Le RN vainqueur des européennes ? "Sur un plan strictement politique, le résultat est plus compliqué", répond Jean-Michel Aphatie

  • Copié
Jean-Michel Aphatie, édité par Marthe Ronteix , modifié à
Au lendemain de la victoire du Rassemblement national aux élections européennes, devant la liste LREM-MoDem, l'éditorialiste d'Europe 1 Jean-Michel Aphatie se penche sur les bénéfices que Marine Le Pen peut en tirer.

>> Le Rassemblement national est arrivé en tête des élections européennes de dimanche avec 23,31% des suffrages, devant la liste LREM-MoDem (22,41%). Les deux partis auront le même nombre de députés, 23, au Parlement européen après le Brexit. Au lendemain du scrutin, l'éditorialiste Jean-Michel Aphatie se projette vers l'avenir et décrypte comme Marine Le Pen, la présidente du RN, peut surfer sur sa victoire.

>> De 7h à 9h, c’est deux heures d’info avec Nikos Aliagas sur Europe 1. Retrouvez le replay ici

"Cette victoire est-elle un nouveau départ pour Marine Le Pen ? Elle a envie de le croire. Elle a quelques raisons d'y croire. D'abord c'est une victoire symbolique par rapport à la photographie du premier tour de l'élection présidentielle : le RN redevient le premier parti de France. Et cette campagne a permis à Marine Le Pen de gommer l'effet négatif du débat de l'entre-deux-tours de la présidentielle. Elle s'est réinstallée à la tête de son parti, sans pouvoir être contestée, et cette élection européenne l'authentifie.

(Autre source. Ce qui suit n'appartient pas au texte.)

//! Error types surfaced by playground operations.

use std::{fmt, path::PathBuf, time::Duration};

use thiserror::Error;

use crate::{genesis::GenesisError, registry::RegistryError, runtime::RuntimeError};

/// The lifecycle phase an error originated from.
#[derive(Debug, Clone, PartialEq, Eq)]
pub enum Phase {
    /// Configuration loading and validation.
    Config,
    /// Shared network provisioning.
    Network,
    /// Chain genesis and key material generation.
    Genesis,
    /// Launching or health-checking a single component.
    Component(String),
    /// Run-lock acquisition.
    Lock,
    /// Stop or nuke teardown.
    Cleanup,
    /// A container runtime call outside the phases above.
    Runtime,
}

impl fmt::Display for Phase {
    fn fmt(&self, f: &mut fmt::Formatter<'_>) -> fmt::Result {
        match self {
            Self::Config => f.write_str("config"),
            Self::Network => f.write_str("network"),
            Self::Genesis => f.write_str("genesis"),
            Self::Component(name) => write!(f, "component:{name}"),
            Self::Lock => f.write_str("lock"),
            Self::Cleanup => f.write_str("cleanup"),
            Self::Runtime => f.write_str("runtime"),
        }
    }
}

/// Errors returned by the playground facade.
#[derive(Debug, Error)]
pub enum PlaygroundError {
    /// The configuration is unusable.
    #[error("invalid configuration: {0}")]
    InvalidConfig(String),

    /// A network with the playground's name exists with a different subnet.
    #[error(
        "network `{name}` already exists with subnet(s) [{existing}], expected {expected}; run `nuke` to reset it"
    )]
    NetworkConflict {
        /// Network name.
        name: String,
        /// Subnets configured on the existing network.
        existing: String,
        /// Subnet the playground requires.
        expected: String,
    },

    /// The container runtime failed while provisioning the network.
    #[error("network provisioning failed: {0}")]
    Network(#[source] RuntimeError),

    /// Genesis or key material could not be produced.
    #[error("genesis generation failed: {0}")]
    GenerationFailed(#[from] GenesisError),

    /// A component could not be created or started.
    #[error("component `{component}` failed to start: {reason}")]
    ComponentStartFailed {
        /// Component name.
        component: String,
        /// Diagnostic from the runtime or renderer.
        reason: String,
    },

    /// A component never passed its health check.
    #[error("component `{component}` did not become healthy within {timeout:?}")]
    ComponentUnhealthy {
        /// Component name.
        component: String,
        /// The health-check timeout that elapsed.
        timeout: Duration,
    },

    /// Another run already holds the run lock for this data directory.
    #[error(
        "playground already running: lock held at {}; run `stop` or `nuke` to release it",
        .0.display()
    )]
    AlreadyRunning(PathBuf),

    /// The named component is not part of the resolved set.
    #[error("unknown component `{0}`")]
    UnknownComponent(String),

    /// Teardown left resources behind.
    #[error("cleanup failed, could not remove: {}", display_paths(.paths))]
    CleanupFailed {
        /// Resources that could not be removed.
        paths: Vec<PathBuf>,
    },

    /// The container runtime failed to stop or remove a resource during teardown.
    #[error("teardown of `{resource}` failed: {source}")]
    Teardown {
        /// Container or network name.
        resource: String,
        /// The runtime failure.
        #[source]
        source: RuntimeError,
    },

    /// A container runtime call failed.
    #[error(transparent)]
    Runtime(#[from] RuntimeError),

    /// A filesystem operation failed.
    #[error("{context}: {source}")]
    Io {
        /// What was being attempted.
        context: String,
        /// The underlying error.
        #[source]
        source: std::io::Error,
    },
}

impl From<RegistryError> for PlaygroundError {
    fn from(err: RegistryError) -> Self {
        Self::InvalidConfig(err.to_string())
    }
}

fn display_paths(paths: &[PathBuf]) -> String {
    paths.iter().map(|p| p.display().to_string()).collect::<Vec<_>>().join(", ")
}

impl PlaygroundError {
    /// Builds an [`PlaygroundError::Io`] with context.
    pub fn io(context: impl Into<String>, source: std::io::Error) -> Self {
        Self::Io { context: context.into(), source }
    }

    /// Returns the lifecycle phase this error belongs to.
    pub fn phase(&self) -> Phase {
        match self {
            Self::InvalidConfig(_) => Phase::Config,
            Self::NetworkConflict { .. } | Self::Network(_) => Phase::Network,
            Self::GenerationFailed(_) => Phase::Genesis,
            Self::ComponentStartFailed { component, .. }
            | Self::ComponentUnhealthy { component, .. } => Phase::Component(component.clone()),
            Self::AlreadyRunning(_) => Phase::Lock,
            Self::UnknownComponent(_) => Phase::Config,
            Self::CleanupFailed { .. } | Self::Teardown { .. } => Phase::Cleanup,
            Self::Runtime(_) | Self::Io { .. } => Phase::Runtime,
        }
    }

    /// Returns a stable, machine-readable kind.
    pub const fn kind(&self) -> &'static str {
        match self {
            Self::InvalidConfig(_) => "invalid-config",
            Self::NetworkConflict { .. } => "network-conflict",
            Self::Network(_) => "network",
            Self::GenerationFailed(_) => "generation-failed",
            Self::ComponentStartFailed { .. } => "component-start-failed",
            Self::ComponentUnhealthy { .. } => "component-unhealthy",
            Self::AlreadyRunning(_) => "already-running",
            Self::UnknownComponent(_) => "unknown-component",
            Self::CleanupFailed { .. } => "cleanup-failed",
            Self::Teardown { .. } => "teardown",
            Self::Runtime(_) => "runtime",
            Self::Io { .. } => "io",
        }
    }

    /// Process exit code used by the CLI for this error.
    pub const fn exit_code(&self) -> i32 {
        match self {
            Self::InvalidConfig(_) => 2,
            Self::NetworkConflict { .. } => 3,
            Self::GenerationFailed(_) => 4,
            Self::ComponentStartFailed { .. } | Self::ComponentUnhealthy { .. } => 5,
            Self::AlreadyRunning(_) => 6,
            Self::UnknownComponent(_) => 7,
            Self::CleanupFailed { .. } => 8,
            Self::Network(_) | Self::Teardown { .. } | Self::Runtime(_) | Self::Io { .. } => 1,
        }
    }
}

#[cfg(test)]
mod tests {
    use rstest::rstest;

    use super::*;

    #[rstest]
    #[case(PlaygroundError::InvalidConfig("x".into()), 2, "invalid-config")]
    #[case(
        PlaygroundError::NetworkConflict { name: "n".into(), existing: "a".into(), expected: "b".into() },
        3,
        "network-conflict"
    )]
    #[case(PlaygroundError::AlreadyRunning(PathBuf::from("/tmp/lock")), 6, "already-running")]
    #[case(PlaygroundError::UnknownComponent("ghost".into()), 7, "unknown-component")]
    #[case(PlaygroundError::CleanupFailed { paths: vec![] }, 8, "cleanup-failed")]
    #[case(PlaygroundError::Network(RuntimeError::Backend("refused".into())), 1, "network")]
    fn test_exit_codes(#[case] err: PlaygroundError, #[case] code: i32, #[case] kind: &str) {
        assert_eq!(err.exit_code(), code);
        assert_eq!(err.kind(), kind);
    }

    #[test]
    fn test_component_phase_carries_name() {
        let err = PlaygroundError::ComponentUnhealthy {
            component: "relay".into(),
            timeout: Duration::from_secs(1),
        };
        assert_eq!(err.phase(), Phase::Component("relay".into()));
        assert_eq!(err.phase().to_string(), "component:relay");
    }

    #[rstest]
    #[case(PlaygroundError::Network(RuntimeError::Backend("refused".into())), Phase::Network)]
    #[case(
        PlaygroundError::Teardown { resource: "relay".into(), source: RuntimeError::Backend("busy".into()) },
        Phase::Cleanup
    )]
    #[case(PlaygroundError::Runtime(RuntimeError::NotFound("x".into())), Phase::Runtime)]
    fn test_runtime_failures_carry_phase(#[case] err: PlaygroundError, #[case] phase: Phase) {
        assert_eq!(err.phase(), phase);
    }

    #[test]
    fn test_cleanup_lists_paths() {
        let err = PlaygroundError::CleanupFailed {
            paths: vec![PathBuf::from("/a"), PathBuf::from("/b")],
        };
        assert_eq!(err.to_string(), "cleanup failed, could not remove: /a, /b");
    }
}
impl RunContext {
    fn render_context(&self) -> RenderContext<'_> {
        RenderContext {
            addresses: &self.addresses,
            genesis_time: self.genesis.genesis_time,
            validators_root: &self.genesis.validators_root,
        }
    }

    fn host_path(&self, component: &ComponentSpec, source: &MountSource) -> PathBuf {
        match source {
            MountSource::Artifacts(None) => self.genesis.paths.root().to_path_buf(),
            MountSource::Artifacts(Some(sub)) => self.genesis.paths.root().join(sub),
            MountSource::Data(sub) => self.data_dir.join(VOLUMES_DIR).join(sub),
            MountSource::Config => self.data_dir.join(CONFIG_DIR).join(&component.name),
        }
    }

    /// Renders a component into a concrete container spec.
    ///
    /// Config files are written and volume directories created as a side effect.
    pub fn container_spec(&self, component: &ComponentSpec) -> Result<ContainerSpec, PlaygroundError> {
        let failed = |reason: String| PlaygroundError::ComponentStartFailed {
            component: component.name.clone(),
            reason,
        };
        let ctx = self.render_context();
        let command = render_all(&component.command, &ctx).map_err(|e| failed(e.to_string()))?;
        let env = component
            .env
            .iter()
            .map(|(key, value)| Ok((key.clone(), value.render(&ctx)?)))
            .collect::<Result<BTreeMap<_, _>, crate::registry::RenderError>>()
            .map_err(|e| failed(e.to_string()))?;

        if !component.files.is_empty() {
            let dir = self.host_path(component, &MountSource::Config);
            std::fs::create_dir_all(&dir).map_err(|e| failed(format!("create {}: {e}", dir.display())))?;
            for file in &component.files {
                let contents = file.contents.render(&ctx).map_err(|e| failed(e.to_string()))?;
                let path = dir.join(&file.name);
                std::fs::write(&path, contents)
                    .map_err(|e| failed(format!("write {}: {e}", path.display())))?;
            }
        }

        let mut mounts = Vec::with_capacity(component.mounts.len());
        for mount in &component.mounts {
            let source = self.host_path(component, &mount.source);
            if matches!(mount.source, MountSource::Data(_) | MountSource::Config) {
                std::fs::create_dir_all(&source)
                    .map_err(|e| failed(format!("create {}: {e}", source.display())))?;
            }
            mounts.push(BindMount { source, target: mount.target.clone(), read_only: mount.read_only });
        }

        let address = *self
            .addresses
            .get(&component.name)
            .ok_or_else(|| failed("no address assigned".to_string()))?;
        let labels = BTreeMap::from([
            (MANAGED_LABEL.to_string(), "true".to_string()),
            (COMPONENT_LABEL.to_string(), component.name.clone()),
        ]);

        Ok(ContainerSpec {
            name: component.name.clone(),
            image: component.image.clone(),
            command,
            env,
            ports: component.ports.clone(),
            mounts,
            network: self.network.name.clone(),
            address,
            health: Some(component.health.clone()),
            user: component.user.clone(),
            pid_container: component.share_pid_with.clone(),
            labels,
        })
    }
}

/// Outcome of a `start`.
#[derive(Debug)]
pub struct StartReport {
    /// The context the run was started with.
    pub context: RunContext,
    /// Final state of every component in the resolved set.
    pub states: BTreeMap<String, ComponentState>,
    /// Components in the order they were started.
    pub started: Vec<String>,
    /// Per-component failures, in the order they happened.
    pub failures: Vec<PlaygroundError>,
    /// Whether the caller cancelled the start.
    pub interrupted: bool,
}

impl StartReport {
    /// State of one component.
    pub fn state(&self, name: &str) -> Option<ComponentState> {
        self.states.get(name).copied()
    }

    /// Whether every component became healthy.
    pub fn is_success(&self) -> bool {
        !self.interrupted && self.states.values().all(|s| *s == ComponentState::Healthy)
    }
}

impl fmt::Display for StartReport {
    fn fmt(&self, f: &mut fmt::Formatter<'_>) -> fmt::Result {
        writeln!(f, "{:<20} | {:<10}", "Component", "State")?;
        writeln!(f, "{:-<20}-+-{:-<10}", "", "")?;
        for (name, state) in &self.states {
            writeln!(f, "{name:<20} | {state:<10}")?;
        }
        for failure in &self.failures {
            writeln!(f, "error[{}]: {failure}", failure.kind())?;
        }
        if self.interrupted {
            writeln!(f, "start interrupted; started components were left running")?;
        }
        Ok(())
    }
}

/// Outcome of a `stop`.
#[derive(Debug, Clone, Default, PartialEq, Eq)]
pub struct StopReport {
    /// Containers a stop was issued to, in order.
    pub stopped: Vec<String>,
}

/// A playground bound to a data directory, a container runtime and a genesis tool.
#[derive(Debug)]
pub struct Playground<R, T> {
    config: PlaygroundConfig,
    runtime: Arc<R>,
    genesis: T,
    registry: Registry,
    network: NetworkSpec,
}

impl Playground<DockerRuntime, ContainerGenesisTool<DockerRuntime>> {
    /// A playground backed by the local Docker daemon.
    pub fn docker(config: PlaygroundConfig) -> Result<Self, PlaygroundError> {
        let runtime = Arc::new(DockerRuntime::connect()?);
        let genesis = ContainerGenesisTool::new(Arc::clone(&runtime), &config.images);
        Self::new(config, runtime, genesis)
    }
}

Sur un plan strictement politique, le résultat est plus compliqué. Par rapport aux élections européennes de 2014, le RN (ex-Front national) progresse, mais en pourcentage de suffrages exprimés, il régresse d'environ 1,5 point. Donc il n'y a pas d'apport par exemple des 'gilets jaunes'. Le RN ne capte pas vraiment ceux qu'Emmanuel Macron a pu décevoir notamment à la droite de l'échiquier politique. Marine Le Pen a déclaré dimanche soir 'Nous sommes le parti de l'alternance'. C'est un parti qui plafonne à 24%, un quart de l'électorat, et qui n'a aucun allié pour aller au-delà. Comment arrive-t-on au pouvoir ? C'est l'éternelle question du Rassemblement national. Et on ne peut pas dire pour l'instant que Marine Le Pen ait trouvé la réponse.

Du côté d'Emmanuel Macron, c'est l'inverse. Il y a une défaite symbolique évidente : le parti du président n'est plus le premier parti. Deux ans après son installation à l'Élysée, c'est un échec. Mais il n'y a pas de défaite politique parce que l'écart avec le Rassemblement national n'est pas très important [0,9 point], donc Emmanuel Macron n'est pas obligé de modifier son dispositif politique. François Hollande en 2014 avait dû changer de Premier ministre. Ça ne va tout de même pas être facile de mener l'action. 

Il y a un échec patent, celui des sondeurs. Car ils n'ont pas vu que François-Xavier Bellamy, la tête de liste Les Républicains, serait dans le trou. Les sondeurs lui accordaient 13%, or on est à 8,48%, jamais la droite n'a fait un aussi mauvais score. François-Xavier Bellamy était à la fois le candidat choisi par Laurent Wauquiez et celui qui exprimait le mieux sa ligne conservatrice. Dans la logique, Laurent Wauquiez ne peut pas rester président des Républicains.

Pour Yannick Jadot, qui a conduit la liste EELV, les sondeurs n'ont rien vu non plus. Le parti a fait 13,42%. La particularité des écologistes est qu'ils ne sont pas dans la culture politique française. Ils ne savent pas fabriquer un candidat à l'élection présidentielle et ne savent donc pas quoi faire de leur succès aux élections intermédiaires. En 2009, Daniel Cohn-Bendit avait 17% des voix, en 2012, la candidate écologiste a fait 2% des voix à l'élection présidentielle. EELV, on se demande à quoi ils servent à part à défendre l'écologie.

Enfin, il y a l'échec de Jean-Luc Mélenchon. En quittant le Parti socialiste, son objectif permanent a été d'être toujours devant. Or dimanche, il a terminé à 6,31% avec une très courte avant sur le PS. De tous les acteurs des élections européennes, ce doit être celui qui a le plus mal à la tête ce matin."